**DATA EXTRACTS:**
====================

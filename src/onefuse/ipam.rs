// This file is part of the terraform-provider-cloudbolt project
//
// Copyright (C) ANEO, 2024-2024. All rights reserved.
//
// Licensed under the Apache License, Version 2.0 (the "License")
// you may not use this file except in compliance with the License.
// You may obtain a copy of the License at
//
//     http://www.apache.org/licenses/LICENSE-2.0
//
// Unless required by applicable law or agreed to in writing, software
// distributed under the License is distributed on an "AS IS" BASIS,
// WITHOUT WARRANTIES OR CONDITIONS OF ANY KIND, either express or implied.
// See the License for the specific language governing permissions and
// limitations under the License.

use std::collections::HashMap;

use async_trait::async_trait;
use serde::{Deserialize, Serialize};

use tf_provider::{map, AttributePath};
use tf_provider::schema::{Attribute, AttributeConstraint, AttributeType, Description};
use tf_provider::value::{Value, ValueList, ValueString};

use crate::client::model::{IpamReservation, IpamReservationRequest, JobStatus};
use crate::client::CloudBoltClient;
use crate::error::{Error, Result};
use crate::utils::normalize_parameters;

use super::{keep_optional, plan_optional, replaced_if_set, Common, ManagedObject, PolicyRecord};

/// IP address reserved through a OneFuse IPAM policy
#[derive(Debug, Default, Clone)]
pub struct IpamRecord;

/// Settings the policy assigns unless the configuration sets them
const ASSIGNED: [(&str, &str); 9] = [
    ("ip_address", "IP address reserved for the host"),
    ("netmask", "Netmask of the network"),
    ("gateway", "Gateway of the network"),
    ("network", "Network the address belongs to"),
    ("subnet", "Subnet of the address"),
    ("primary_dns", "Primary DNS server"),
    ("secondary_dns", "Secondary DNS server"),
    ("nic_label", "Label of the network interface"),
    ("dns_suffix", "DNS suffix of the host"),
];

#[derive(Debug, Clone, PartialEq, Eq, Serialize, Deserialize, Default)]
pub struct IpamRecordState<'a> {
    #[serde(borrow = "'a")]
    #[serde(flatten)]
    pub common: Common<'a>,
    #[serde(flatten)]
    pub policy: PolicyRecord<'a>,
    pub hostname: ValueString<'a>,
    /// The policy may override the requested hostname
    pub computed_hostname: ValueString<'a>,
    pub ip_address: ValueString<'a>,
    pub netmask: ValueString<'a>,
    pub gateway: ValueString<'a>,
    pub network: ValueString<'a>,
    pub subnet: ValueString<'a>,
    pub primary_dns: ValueString<'a>,
    pub secondary_dns: ValueString<'a>,
    pub nic_label: ValueString<'a>,
    pub dns_suffix: ValueString<'a>,
    pub dns_search_suffix: ValueList<ValueString<'a>>,
}

impl<'a> AsRef<Common<'a>> for IpamRecordState<'a> {
    fn as_ref(&self) -> &Common<'a> {
        &self.common
    }
}

impl<'a> AsMut<Common<'a>> for IpamRecordState<'a> {
    fn as_mut(&mut self) -> &mut Common<'a> {
        &mut self.common
    }
}

impl<'a> IpamRecordState<'a> {
    /// Assigned settings, in the order of [`ASSIGNED`]
    fn assigned(&self) -> [&ValueString<'a>; 9] {
        [
            &self.ip_address,
            &self.netmask,
            &self.gateway,
            &self.network,
            &self.subnet,
            &self.primary_dns,
            &self.secondary_dns,
            &self.nic_label,
            &self.dns_suffix,
        ]
    }

    fn assigned_mut(&mut self) -> [&mut ValueString<'a>; 9] {
        [
            &mut self.ip_address,
            &mut self.netmask,
            &mut self.gateway,
            &mut self.network,
            &mut self.subnet,
            &mut self.primary_dns,
            &mut self.secondary_dns,
            &mut self.nic_label,
            &mut self.dns_suffix,
        ]
    }

    fn dns_search_suffixes(&self) -> Vec<String> {
        self.dns_search_suffix
            .iter()
            .flatten()
            .filter_map(|suffix| suffix.as_deref_option())
            .map(str::to_owned)
            .collect()
    }

    fn reservation_id(&self) -> Result<i64> {
        self.common
            .id
            .as_str()
            .parse::<i64>()
            .map_err(|_| Error::NotFound(format!("IPAM reservation {:?}", self.common.id.as_str())))
    }

    fn set_reservation(&mut self, reservation: IpamReservation) {
        self.common.id = ValueString::from(reservation.id.to_string());
        self.policy.set_links(&reservation.links);
        self.computed_hostname = ValueString::from(reservation.hostname);

        let values = [
            reservation.ip_address,
            reservation.netmask,
            reservation.gateway,
            reservation.network,
            reservation.subnet,
            reservation.primary_dns,
            reservation.secondary_dns,
            reservation.nic_label,
            reservation.dns_suffix,
        ];
        for (field, value) in self.assigned_mut().into_iter().zip(values) {
            *field = ValueString::from(value);
        }
    }
}

#[async_trait]
impl ManagedObject for IpamRecord {
    const NAME: &'static str = "IPAM Reservation";
    type State<'a> = IpamRecordState<'a>;

    fn attributes() -> HashMap<String, Attribute> {
        let mut attributes = map! {
            "hostname" => Attribute {
                attr_type: AttributeType::String,
                description: Description::plain("Hostname the address is reserved for"),
                constraint: AttributeConstraint::Required,
                ..Default::default()
            },
            "computed_hostname" => Attribute {
                attr_type: AttributeType::String,
                description: Description::plain("Hostname of the reservation, after the overrides of the policy"),
                constraint: AttributeConstraint::Computed,
                ..Default::default()
            },
            "dns_search_suffix" => Attribute {
                attr_type: AttributeType::List(AttributeType::String.into()),
                description: Description::plain("DNS search suffixes of the host"),
                constraint: AttributeConstraint::Optional,
                ..Default::default()
            },
        };
        attributes.extend(ASSIGNED.iter().map(|(name, description)| {
            (
                name.to_string(),
                Attribute {
                    attr_type: AttributeType::String,
                    description: Description::plain(*description),
                    constraint: AttributeConstraint::OptionalComputed,
                    ..Default::default()
                },
            )
        }));
        attributes.extend(PolicyRecord::attributes("IPAM"));
        attributes
    }

    fn replaced_by<'a>(prior: &Self::State<'a>, proposed: &Self::State<'a>) -> Vec<AttributePath> {
        let mut paths = Vec::new();
        if proposed.hostname != prior.hostname {
            paths.push(AttributePath::new("hostname"));
        }
        prior.policy.replaced_by(&proposed.policy, &mut paths);
        for (((name, _), prior), proposed) in ASSIGNED
            .iter()
            .zip(prior.assigned())
            .zip(proposed.assigned())
        {
            replaced_if_set(&mut paths, name, prior, proposed);
        }
        if proposed.dns_search_suffix != prior.dns_search_suffix {
            paths.push(AttributePath::new("dns_search_suffix"));
        }
        paths
    }

    fn plan_computed<'a>(state: &mut Self::State<'a>, config: &Self::State<'a>) {
        state.policy.plan(&config.policy);
        state.computed_hostname = Value::Unknown;
        for (planned, config) in state.assigned_mut().into_iter().zip(config.assigned()) {
            plan_optional(planned, config);
        }
    }

    fn keep_computed<'a>(state: &mut Self::State<'a>, prior: &Self::State<'a>) {
        state.policy.keep(&prior.policy);
        state.computed_hostname = prior.computed_hostname.clone();
        for (planned, prior) in state.assigned_mut().into_iter().zip(prior.assigned()) {
            keep_optional(planned, prior);
        }
    }

    fn workspace<'s>(state: &'s Self::State<'_>) -> Option<&'s str> {
        state.policy.workspace()
    }

    fn submitted_to(state: &mut Self::State<'_>, workspace: &str) {
        state.policy.workspace_url = ValueString::from(workspace.to_owned());
    }

    async fn submit<'a>(
        &self,
        client: &CloudBoltClient,
        state: &Self::State<'a>,
        workspace: &str,
    ) -> Result<JobStatus> {
        let [ip_address, netmask, gateway, network, subnet, primary_dns, secondary_dns, nic_label, dns_suffix] =
            state.assigned().map(|value| value.as_str().to_owned());

        client
            .create_ipam_reservation(&IpamReservationRequest {
                hostname: state.hostname.as_str().to_owned(),
                policy: CloudBoltClient::ipam_policy_path(state.policy.policy_id()?),
                workspace: workspace.to_owned(),
                ip_address,
                netmask,
                gateway,
                network,
                subnet,
                primary_dns,
                secondary_dns,
                dns_suffix,
                dns_search_suffix: state.dns_search_suffixes(),
                nic_label,
                template_properties: normalize_parameters(&state.common.template_properties),
            })
            .await
    }

    async fn load<'a>(
        &self,
        client: &CloudBoltClient,
        href: &str,
        state: &mut Self::State<'a>,
    ) -> Result<()> {
        state.set_reservation(client.get_ipam_reservation(href).await?);
        Ok(())
    }

    async fn refresh<'a>(
        &self,
        client: &CloudBoltClient,
        state: &mut Self::State<'a>,
    ) -> Result<()> {
        let reservation = client.get_ipam_reservation_by_id(state.reservation_id()?).await?;
        state.set_reservation(reservation);
        Ok(())
    }

    async fn remove<'a>(
        &self,
        client: &CloudBoltClient,
        state: &Self::State<'a>,
    ) -> Result<JobStatus> {
        client.delete_ipam_reservation(state.reservation_id()?).await
    }
}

====================

**EXERCISE:** Return each line of the preceding material in which "network" can be found.

**EXERCISE OUTPUT:**
    ("netmask", "Netmask of the network"),
    ("gateway", "Gateway of the network"),
    ("network", "Network the address belongs to"),
    ("nic_label", "Label of the network interface"),
    pub network: ValueString<'a>,
            &self.network,
            &mut self.network,
            reservation.network,
        let [ip_address, netmask, gateway, network, subnet, primary_dns, secondary_dns, nic_label, dns_suffix] =
                network,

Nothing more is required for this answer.